The default display text of the image label is extracted. It can be said that the recognition success rate for the text part is still good, and we can carry out further processing based on these extracted texts.

ChatGPT's understanding of HTML is not only about text extraction, it can recognize the entire HTML structure. Based on this ability, we can ask ChatGPT to help us realize some more interesting functions. For example, we hope that by entering text commands, we can control the elements in the web page to perform some operations, such as click, input, scroll, etc., then we can analyze the commands through ChatGPT and help us generate them according to the template according to the preset operations and requirements. Corresponding instruction fragments, so that we can analyze and process accordingly according to these instruction fragments in a unified format. For example, we can first set a prompt (prompt) for ChatGPT, tell him what to do, and output according to the template:

You are a browser page automation assistant.

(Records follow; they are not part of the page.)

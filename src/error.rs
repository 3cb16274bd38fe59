//! Error types for admin-rag-core.

use thiserror::Error;

/// Result type alias using admin-rag-core's Error type.
pub type Result<T> = std::result::Result<T, Error>;

/// The closed set of error kinds from the propagation policy. Several
/// `Error` variants map to the same kind; the executor's retry/abort
/// decision switches on the kind, never on the variant itself.
#[derive(Debug, Clone, Copy, PartialEq, Eq, Hash)]
pub enum ErrorKind {
    Validation,
    CycleDetected,
    AgentNotFound,
    BackendUnavailable,
    BackendTimeout,
    LlmParseError,
    LlmBackendError,
    ContextOverflow,
    Cancelled,
    Internal,
}

impl ErrorKind {
    /// Transient kinds are retried (subject to the step's retry policy);
    /// everything else is permanent.
    pub fn is_transient(&self) -> bool {
        matches!(self, ErrorKind::BackendTimeout | ErrorKind::LlmBackendError)
    }
}

/// Errors that can occur during retrieval, planning and execution.
#[derive(Error, Debug)]
pub enum Error {
    /// Bad input; not retried.
    #[error("validation error: {0}")]
    Validation(String),

    /// A process tree's `depends_on` graph contains a cycle.
    #[error("dependency cycle detected involving step {step_id}")]
    CycleDetected { step_id: String },

    /// A step or query referenced an agent id that isn't registered.
    #[error("agent not found: {0}")]
    AgentNotFound(String),

    /// A backend is disabled, unreachable, or its circuit breaker is open.
    #[error("backend unavailable: {backend} ({reason})")]
    BackendUnavailable { backend: String, reason: String },

    /// A backend call exceeded its timeout. Transient; retried with backoff.
    #[error("backend {backend} timed out after {duration_ms}ms")]
    BackendTimeout { backend: String, duration_ms: u64 },

    /// The LLM's response could not be parsed into the expected shape.
    #[error("failed to parse LLM response: {0}")]
    LlmParseError(String),

    /// The LLM backend itself failed (5xx, connection reset). Transient.
    #[error("LLM backend error ({provider}): {message}")]
    LlmBackendError { provider: String, message: String },

    /// All context window strategies were exhausted.
    #[error("context window overflow: {0}")]
    ContextOverflow(String),

    /// The operation was cancelled cooperatively.
    #[error("operation cancelled")]
    Cancelled,

    /// Serialization/deserialization error.
    #[error("serialization error: {0}")]
    Serialization(#[from] serde_json::Error),

    /// Configuration error.
    #[error("configuration error: {0}")]
    Config(String),

    /// Bug or unexpected invariant violation.
    #[error("internal error: {0}")]
    Internal(String),
}

impl Error {
    pub fn validation(message: impl Into<String>) -> Self {
        Self::Validation(message.into())
    }

    pub fn cycle_detected(step_id: impl Into<String>) -> Self {
        Self::CycleDetected {
            step_id: step_id.into(),
        }
    }

    pub fn agent_not_found(id: impl Into<String>) -> Self {
        Self::AgentNotFound(id.into())
    }

    pub fn backend_unavailable(backend: impl Into<String>, reason: impl Into<String>) -> Self {
        Self::BackendUnavailable {
            backend: backend.into(),
            reason: reason.into(),
        }
    }

    pub fn backend_timeout(backend: impl Into<String>, duration_ms: u64) -> Self {
        Self::BackendTimeout {
            backend: backend.into(),
            duration_ms,
        }
    }

    pub fn llm_parse_error(message: impl Into<String>) -> Self {
        Self::LlmParseError(message.into())
    }

    pub fn llm_backend_error(provider: impl Into<String>, message: impl Into<String>) -> Self {
        Self::LlmBackendError {
            provider: provider.into(),
            message: message.into(),
        }
    }

    pub fn context_overflow(message: impl Into<String>) -> Self {
        Self::ContextOverflow(message.into())
    }

    pub fn internal(message: impl Into<String>) -> Self {
        Self::Internal(message.into())
    }

    /// Map this error to its closed kind, for retry/abort decisions and
    /// for the user-visible degradation category in `plan_failed`.
    pub fn kind(&self) -> ErrorKind {
        match self {
            Error::Validation(_) => ErrorKind::Validation,
            Error::CycleDetected { .. } => ErrorKind::CycleDetected,
            Error::AgentNotFound(_) => ErrorKind::AgentNotFound,
            Error::BackendUnavailable { .. } => ErrorKind::BackendUnavailable,
            Error::BackendTimeout { .. } => ErrorKind::BackendTimeout,
            Error::LlmParseError(_) => ErrorKind::LlmParseError,
            Error::LlmBackendError { .. } => ErrorKind::LlmBackendError,
            Error::ContextOverflow(_) => ErrorKind::ContextOverflow,
            Error::Cancelled => ErrorKind::Cancelled,
            Error::Serialization(_) => ErrorKind::Internal,
            Error::Config(_) => ErrorKind::Internal,
            Error::Internal(_) => ErrorKind::Internal,
        }
    }

    /// Whether a step executing this error should be retried, per §7's
    /// propagation policy (transient kinds only, and never `cancelled`).
    pub fn is_retryable(&self) -> bool {
        self.kind().is_transient()
    }
}

#[cfg(test)]
mod tests {
    use super::*;

    #[test]
    fn transient_kinds_are_retryable() {
        let e = Error::backend_timeout("vector", 1500);
        assert!(e.is_retryable());
        let e = Error::llm_backend_error("anthropic", "connection reset");
        assert!(e.is_retryable());
    }

    #[test]
    fn permanent_kinds_are_not_retryable() {
        assert!(!Error::validation("bad input").is_retryable());
        assert!(!Error::cycle_detected("step-1").is_retryable());
        assert!(!Error::agent_not_found("x").is_retryable());
        assert!(!Error::Cancelled.is_retryable());
    }

    #[test]
    fn backend_unavailable_is_degradation_not_retry() {
        let e = Error::backend_unavailable("graph", "disabled");
        assert_eq!(e.kind(), ErrorKind::BackendUnavailable);
        assert!(!e.is_retryable());
    }
}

Actions you can use include:
openLink (element href attribute)
click(elementId)

You will receive a task to execute and a DOM string. You need to choose the most appropriate Action, and you can retry failed operations at most once.
Here's an example of how you respond when you receive a task:
<Thought>Should I click the Add to Cart button</Thought>
<Action>click(223)</Action>
You must always include <Thought> and <Action> opening/closing tags, otherwise your response will be marked as invalid.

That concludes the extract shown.